(Items listed in a dataset):
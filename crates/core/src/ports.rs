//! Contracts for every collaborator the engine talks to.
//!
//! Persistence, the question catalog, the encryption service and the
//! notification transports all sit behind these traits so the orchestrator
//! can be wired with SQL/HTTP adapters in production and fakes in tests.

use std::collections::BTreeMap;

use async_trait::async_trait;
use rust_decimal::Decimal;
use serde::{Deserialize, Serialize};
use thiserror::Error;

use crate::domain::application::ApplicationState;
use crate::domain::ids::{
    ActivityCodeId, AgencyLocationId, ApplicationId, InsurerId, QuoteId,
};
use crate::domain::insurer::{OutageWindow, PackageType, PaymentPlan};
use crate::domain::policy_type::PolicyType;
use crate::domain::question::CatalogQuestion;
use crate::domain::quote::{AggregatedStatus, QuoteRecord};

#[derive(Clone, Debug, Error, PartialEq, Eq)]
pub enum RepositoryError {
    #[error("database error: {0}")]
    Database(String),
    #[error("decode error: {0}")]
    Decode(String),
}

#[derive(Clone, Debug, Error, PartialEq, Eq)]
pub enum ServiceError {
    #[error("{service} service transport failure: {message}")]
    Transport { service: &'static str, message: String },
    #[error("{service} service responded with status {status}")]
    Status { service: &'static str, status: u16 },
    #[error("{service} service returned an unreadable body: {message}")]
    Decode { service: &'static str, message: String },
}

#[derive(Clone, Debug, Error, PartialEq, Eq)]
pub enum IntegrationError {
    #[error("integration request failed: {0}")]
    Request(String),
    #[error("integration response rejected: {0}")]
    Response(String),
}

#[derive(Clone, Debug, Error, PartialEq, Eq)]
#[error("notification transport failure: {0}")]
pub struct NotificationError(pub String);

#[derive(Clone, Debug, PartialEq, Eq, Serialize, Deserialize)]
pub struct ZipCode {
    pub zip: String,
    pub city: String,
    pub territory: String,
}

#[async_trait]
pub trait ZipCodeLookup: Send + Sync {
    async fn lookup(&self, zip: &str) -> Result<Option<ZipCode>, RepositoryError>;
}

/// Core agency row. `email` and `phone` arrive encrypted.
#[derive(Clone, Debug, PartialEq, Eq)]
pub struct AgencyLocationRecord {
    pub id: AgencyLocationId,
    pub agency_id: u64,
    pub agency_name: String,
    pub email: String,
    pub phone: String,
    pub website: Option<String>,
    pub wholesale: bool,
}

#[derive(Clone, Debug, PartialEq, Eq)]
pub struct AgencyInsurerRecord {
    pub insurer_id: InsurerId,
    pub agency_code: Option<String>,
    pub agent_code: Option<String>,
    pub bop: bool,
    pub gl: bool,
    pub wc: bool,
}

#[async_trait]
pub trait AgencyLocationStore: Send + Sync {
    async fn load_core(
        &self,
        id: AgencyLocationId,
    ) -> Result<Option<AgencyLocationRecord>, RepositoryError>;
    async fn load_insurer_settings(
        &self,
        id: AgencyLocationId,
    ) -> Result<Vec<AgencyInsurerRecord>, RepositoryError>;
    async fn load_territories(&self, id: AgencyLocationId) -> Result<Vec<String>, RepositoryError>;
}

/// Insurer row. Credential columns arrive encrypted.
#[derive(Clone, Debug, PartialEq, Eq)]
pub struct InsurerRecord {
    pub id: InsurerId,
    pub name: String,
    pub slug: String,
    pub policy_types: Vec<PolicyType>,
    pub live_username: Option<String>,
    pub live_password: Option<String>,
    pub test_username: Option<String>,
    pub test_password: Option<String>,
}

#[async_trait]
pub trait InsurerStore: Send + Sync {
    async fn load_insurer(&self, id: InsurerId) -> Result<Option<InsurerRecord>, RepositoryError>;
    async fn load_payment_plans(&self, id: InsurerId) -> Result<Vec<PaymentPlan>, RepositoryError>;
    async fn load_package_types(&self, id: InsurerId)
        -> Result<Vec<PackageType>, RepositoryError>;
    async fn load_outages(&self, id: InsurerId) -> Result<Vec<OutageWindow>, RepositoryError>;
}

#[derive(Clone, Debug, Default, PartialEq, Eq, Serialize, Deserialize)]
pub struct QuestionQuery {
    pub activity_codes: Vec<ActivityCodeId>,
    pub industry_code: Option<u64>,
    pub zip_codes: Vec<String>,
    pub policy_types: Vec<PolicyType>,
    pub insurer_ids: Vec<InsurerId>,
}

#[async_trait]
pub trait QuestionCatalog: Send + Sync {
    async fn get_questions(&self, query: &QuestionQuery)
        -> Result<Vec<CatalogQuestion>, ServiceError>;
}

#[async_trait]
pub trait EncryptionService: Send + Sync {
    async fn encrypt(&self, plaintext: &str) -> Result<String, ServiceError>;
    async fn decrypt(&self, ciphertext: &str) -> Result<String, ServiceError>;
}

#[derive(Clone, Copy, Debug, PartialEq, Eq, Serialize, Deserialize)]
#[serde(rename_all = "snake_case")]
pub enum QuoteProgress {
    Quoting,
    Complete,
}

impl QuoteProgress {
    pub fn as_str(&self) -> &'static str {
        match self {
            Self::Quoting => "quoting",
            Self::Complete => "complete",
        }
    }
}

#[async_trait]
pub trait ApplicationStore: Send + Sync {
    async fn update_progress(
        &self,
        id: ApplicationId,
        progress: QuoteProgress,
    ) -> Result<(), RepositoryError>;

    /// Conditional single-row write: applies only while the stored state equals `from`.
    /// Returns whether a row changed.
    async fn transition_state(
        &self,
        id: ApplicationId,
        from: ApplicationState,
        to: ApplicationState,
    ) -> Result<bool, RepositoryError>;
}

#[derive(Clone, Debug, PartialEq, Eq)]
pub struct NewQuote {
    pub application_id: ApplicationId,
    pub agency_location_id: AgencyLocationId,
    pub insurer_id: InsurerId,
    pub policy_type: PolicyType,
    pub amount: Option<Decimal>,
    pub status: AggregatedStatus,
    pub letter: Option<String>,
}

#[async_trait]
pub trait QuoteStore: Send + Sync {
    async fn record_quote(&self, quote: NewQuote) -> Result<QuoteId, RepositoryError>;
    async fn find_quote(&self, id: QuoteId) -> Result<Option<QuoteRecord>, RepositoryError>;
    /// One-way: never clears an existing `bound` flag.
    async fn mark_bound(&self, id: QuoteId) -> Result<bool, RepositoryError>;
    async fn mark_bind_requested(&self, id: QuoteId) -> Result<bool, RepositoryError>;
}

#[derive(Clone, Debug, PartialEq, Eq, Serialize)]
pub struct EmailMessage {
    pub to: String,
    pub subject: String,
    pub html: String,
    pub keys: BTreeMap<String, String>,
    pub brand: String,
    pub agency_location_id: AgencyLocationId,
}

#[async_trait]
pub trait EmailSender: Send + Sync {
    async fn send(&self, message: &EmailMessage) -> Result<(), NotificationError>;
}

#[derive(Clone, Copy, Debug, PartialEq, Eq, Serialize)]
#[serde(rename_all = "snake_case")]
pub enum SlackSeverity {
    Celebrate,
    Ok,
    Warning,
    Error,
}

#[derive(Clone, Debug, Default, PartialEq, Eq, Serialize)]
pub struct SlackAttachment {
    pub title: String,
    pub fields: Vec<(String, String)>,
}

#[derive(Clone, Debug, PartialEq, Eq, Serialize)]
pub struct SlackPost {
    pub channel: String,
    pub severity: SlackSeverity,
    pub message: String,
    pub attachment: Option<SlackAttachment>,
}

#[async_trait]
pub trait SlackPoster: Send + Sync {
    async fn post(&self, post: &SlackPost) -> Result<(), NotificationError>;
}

(Task directions):
Copy every entry exactly as it is given.

(The completed task):
filename crates/core/src/ports.rs
//! Contracts for every collaborator the engine talks to.
//!
//! Persistence, the question catalog, the encryption service and the
//! notification transports all sit behind these traits so the orchestrator
//! can be wired with SQL/HTTP adapters in production and fakes in tests.

use std::collections::BTreeMap;

use async_trait::async_trait;
use rust_decimal::Decimal;
use serde::{Deserialize, Serialize};
use thiserror::Error;

use crate::domain::application::ApplicationState;
use crate::domain::ids::{
    ActivityCodeId, AgencyLocationId, ApplicationId, InsurerId, QuoteId,
};
use crate::domain::insurer::{OutageWindow, PackageType, PaymentPlan};
use crate::domain::policy_type::PolicyType;
use crate::domain::question::CatalogQuestion;
use crate::domain::quote::{AggregatedStatus, QuoteRecord};

#[derive(Clone, Debug, Error, PartialEq, Eq)]
pub enum RepositoryError {
    #[error("database error: {0}")]
    Database(String),
    #[error("decode error: {0}")]
    Decode(String),
}

#[derive(Clone, Debug, Error, PartialEq, Eq)]
pub enum ServiceError {
    #[error("{service} service transport failure: {message}")]
    Transport { service: &'static str, message: String },
    #[error("{service} service responded with status {status}")]
    Status { service: &'static str, status: u16 },
    #[error("{service} service returned an unreadable body: {message}")]
    Decode { service: &'static str, message: String },
}

#[derive(Clone, Debug, Error, PartialEq, Eq)]
pub enum IntegrationError {
    #[error("integration request failed: {0}")]
    Request(String),
    #[error("integration response rejected: {0}")]
    Response(String),
}

#[derive(Clone, Debug, Error, PartialEq, Eq)]
#[error("notification transport failure: {0}")]
pub struct NotificationError(pub String);

#[derive(Clone, Debug, PartialEq, Eq, Serialize, Deserialize)]
pub struct ZipCode {
    pub zip: String,
    pub city: String,
    pub territory: String,
}

#[async_trait]
pub trait ZipCodeLookup: Send + Sync {
    async fn lookup(&self, zip: &str) -> Result<Option<ZipCode>, RepositoryError>;
}

/// Core agency row. `email` and `phone` arrive encrypted.
#[derive(Clone, Debug, PartialEq, Eq)]
pub struct AgencyLocationRecord {
    pub id: AgencyLocationId,
    pub agency_id: u64,
    pub agency_name: String,
    pub email: String,
    pub phone: String,
    pub website: Option<String>,
    pub wholesale: bool,
}

#[derive(Clone, Debug, PartialEq, Eq)]
pub struct AgencyInsurerRecord {
    pub insurer_id: InsurerId,
    pub agency_code: Option<String>,
    pub agent_code: Option<String>,
    pub bop: bool,
    pub gl: bool,
    pub wc: bool,
}

#[async_trait]
pub trait AgencyLocationStore: Send + Sync {
    async fn load_core(
        &self,
        id: AgencyLocationId,
    ) -> Result<Option<AgencyLocationRecord>, RepositoryError>;
    async fn load_insurer_settings(
        &self,
        id: AgencyLocationId,
    ) -> Result<Vec<AgencyInsurerRecord>, RepositoryError>;
    async fn load_territories(&self, id: AgencyLocationId) -> Result<Vec<String>, RepositoryError>;
}

/// Insurer row. Credential columns arrive encrypted.
#[derive(Clone, Debug, PartialEq, Eq)]
pub struct InsurerRecord {
    pub id: InsurerId,
    pub name: String,
    pub slug: String,
    pub policy_types: Vec<PolicyType>,
    pub live_username: Option<String>,
    pub live_password: Option<String>,
    pub test_username: Option<String>,
    pub test_password: Option<String>,
}

#[async_trait]
pub trait InsurerStore: Send + Sync {
    async fn load_insurer(&self, id: InsurerId) -> Result<Option<InsurerRecord>, RepositoryError>;
    async fn load_payment_plans(&self, id: InsurerId) -> Result<Vec<PaymentPlan>, RepositoryError>;
    async fn load_package_types(&self, id: InsurerId)
        -> Result<Vec<PackageType>, RepositoryError>;
    async fn load_outages(&self, id: InsurerId) -> Result<Vec<OutageWindow>, RepositoryError>;
}

#[derive(Clone, Debug, Default, PartialEq, Eq, Serialize, Deserialize)]
pub struct QuestionQuery {
    pub activity_codes: Vec<ActivityCodeId>,
    pub industry_code: Option<u64>,
    pub zip_codes: Vec<String>,
    pub policy_types: Vec<PolicyType>,
    pub insurer_ids: Vec<InsurerId>,
}

#[async_trait]
pub trait QuestionCatalog: Send + Sync {
    async fn get_questions(&self, query: &QuestionQuery)
        -> Result<Vec<CatalogQuestion>, ServiceError>;
}

#[async_trait]
pub trait EncryptionService: Send + Sync {
    async fn encrypt(&self, plaintext: &str) -> Result<String, ServiceError>;
    async fn decrypt(&self, ciphertext: &str) -> Result<String, ServiceError>;
}

#[derive(Clone, Copy, Debug, PartialEq, Eq, Serialize, Deserialize)]
#[serde(rename_all = "snake_case")]
pub enum QuoteProgress {
    Quoting,
    Complete,
}

impl QuoteProgress {
    pub fn as_str(&self) -> &'static str {
        match self {
            Self::Quoting => "quoting",
            Self::Complete => "complete",
        }
    }
}

#[async_trait]
pub trait ApplicationStore: Send + Sync {
    async fn update_progress(
        &self,
        id: ApplicationId,
        progress: QuoteProgress,
    ) -> Result<(), RepositoryError>;

    /// Conditional single-row write: applies only while the stored state equals `from`.
    /// Returns whether a row changed.
    async fn transition_state(
        &self,
        id: ApplicationId,
        from: ApplicationState,
        to: ApplicationState,
    ) -> Result<bool, RepositoryError>;
}

#[derive(Clone, Debug, PartialEq, Eq)]
pub struct NewQuote {
    pub application_id: ApplicationId,
    pub agency_location_id: AgencyLocationId,
    pub insurer_id: InsurerId,
    pub policy_type: PolicyType,
    pub amount: Option<Decimal>,
    pub status: AggregatedStatus,
    pub letter: Option<String>,
}

#[async_trait]
pub trait QuoteStore: Send + Sync {
    async fn record_quote(&self, quote: NewQuote) -> Result<QuoteId, RepositoryError>;
    async fn find_quote(&self, id: QuoteId) -> Result<Option<QuoteRecord>, RepositoryError>;
    /// One-way: never clears an existing `bound` flag.
    async fn mark_bound(&self, id: QuoteId) -> Result<bool, RepositoryError>;
    async fn mark_bind_requested(&self, id: QuoteId) -> Result<bool, RepositoryError>;
}

#[derive(Clone, Debug, PartialEq, Eq, Serialize)]
pub struct EmailMessage {
    pub to: String,
    pub subject: String,
    pub html: String,
    pub keys: BTreeMap<String, String>,
    pub brand: String,
    pub agency_location_id: AgencyLocationId,
}

#[async_trait]
pub trait EmailSender: Send + Sync {
    async fn send(&self, message: &EmailMessage) -> Result<(), NotificationError>;
}

#[derive(Clone, Copy, Debug, PartialEq, Eq, Serialize)]
#[serde(rename_all = "snake_case")]
pub enum SlackSeverity {
    Celebrate,
    Ok,
    Warning,
    Error,
}

#[derive(Clone, Debug, Default, PartialEq, Eq, Serialize)]
pub struct SlackAttachment {
    pub title: String,
    pub fields: Vec<(String, String)>,
}

#[derive(Clone, Debug, PartialEq, Eq, Serialize)]
pub struct SlackPost {
    pub channel: String,
    pub severity: SlackSeverity,
    pub message: String,
    pub attachment: Option<SlackAttachment>,
}

#[async_trait]
pub trait SlackPoster: Send + Sync {
    async fn post(&self, post: &SlackPost) -> Result<(), NotificationError>;
}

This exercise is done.